Celestakai
I've been creating fictional universes since I was a child, but Celestakai is one of my favorites. It's a world I feel I first knew in my dreams. Describing it is difficult, but it's certainly more colorful than the world we live in. My color palette is inspired by Celestakai. When I take photos in real life, like of sunsets, green leaves, or water, I often transfer them to my phone and oversaturate them to match Celestakai's tones.
From the outside, it might seem like a simple creative practice or self-expression, and it certainly is that. But it's also so much more. It's an opportunity to keep my imagination active. Imagination is necessary, not only for working towards better possibilities in my personal life but on a larger scale too.
So, when I'm gathering colors and creating dreamy landscapes, I often think of Celestakai. It's not merely an "aesthetic" or "style" to me. I'm fine with these terms, but for me, it's about visually communicating a hope for what could be.

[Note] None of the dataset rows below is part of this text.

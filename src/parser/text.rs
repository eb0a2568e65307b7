//! Character data between markup, `CharData ::= [^<&]* - ([^<&]* ']]>' [^<&]*)`
//! interleaved with references.

use super::{drive, ParseResult, ParserCore, Phase, TokenParser};
use crate::buffer::ParsingBuffer;
use crate::escape::unescape;
use crate::model::{Token, TokenKind};
use crate::validator::is_char;

#[derive(Debug, Clone, Copy, PartialEq, Eq)]
enum State {
    ReadingText,
}

/// Reads text up to, not including, the next `<`.
#[derive(Debug, Clone)]
pub struct TextParser {
    core: ParserCore,
    phase: Phase<State>,
    text: String,
}

impl Default for TextParser {
    fn default() -> Self {
        Self::new()
    }
}

impl TextParser {
    /// Creates an uninitialized parser.
    pub fn new() -> Self {
        Self {
            core: ParserCore::default(),
            phase: Phase::Scanning(State::ReadingText),
            text: String::new(),
        }
    }

    /// The text with references decoded.
    #[inline]
    pub fn text(&self) -> &str {
        &self.text
    }

    fn read_text(&mut self, buffer: &mut ParsingBuffer) -> Phase<State> {
        while let Some(c) = buffer.current_char() {
            let position = buffer.current_position();
            if c == '<' {
                let raw = buffer.substring(0, position);
                return match unescape(&raw) {
                    Ok(text) => {
                        self.text = text.into_owned();
                        self.core.set_token_kind(TokenKind::Text);
                        Phase::Finished
                    }
                    Err(_) => Phase::Failed(Some('&')),
                };
            }
            if !is_char(c) {
                return Phase::Failed(Some(c));
            }
            if c == '>'
                && position >= 2
                && buffer.at(position - 1) == Some(']')
                && buffer.at(position - 2) == Some(']')
            {
                return Phase::Failed(Some(c));
            }
            buffer.increment_position();
        }
        Phase::Scanning(State::ReadingText)
    }
}

impl TokenParser for TextParser {
    fn production(&self) -> &'static str {
        "character data"
    }

    fn core(&self) -> &ParserCore {
        &self.core
    }

    fn core_mut(&mut self) -> &mut ParserCore {
        &mut self.core
    }

    fn reset(&mut self) {
        self.phase = Phase::Scanning(State::ReadingText);
        self.text.clear();
    }

    fn step(&mut self, buffer: &mut ParsingBuffer) -> ParseResult {
        let mut phase = self.phase;
        let result = drive(&mut phase, |State::ReadingText| self.read_text(buffer));
        self.phase = phase;
        result
    }

    fn take_token(&mut self) -> Option<Token> {
        if self.phase != Phase::Finished {
            return None;
        }
        let text = std::mem::take(&mut self.text);
        self.deinitialize();
        Some(Token::Text(text))
    }
}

Beyond nature, we live in a world with many structures we didn't create. Worldbuilding is my way of imagining not just art for the walls but the walls themselves, if there are walls at all. Celestakai represents that for me.
“On the walls of the universe,
there are colors I’ve never seen
and doors leading to endless love”
- From a song I wrote at age 15, “On The Walls of Universe”
Here’s a voice memo I recorded in 2024, some 19 years later…just to remind myself how the melody goes so I don’t forget it. Perhaps someday, I will record it and finish it. But in the meantime, I’m just quite happy that I’ve been able. to remember the melody all these years later.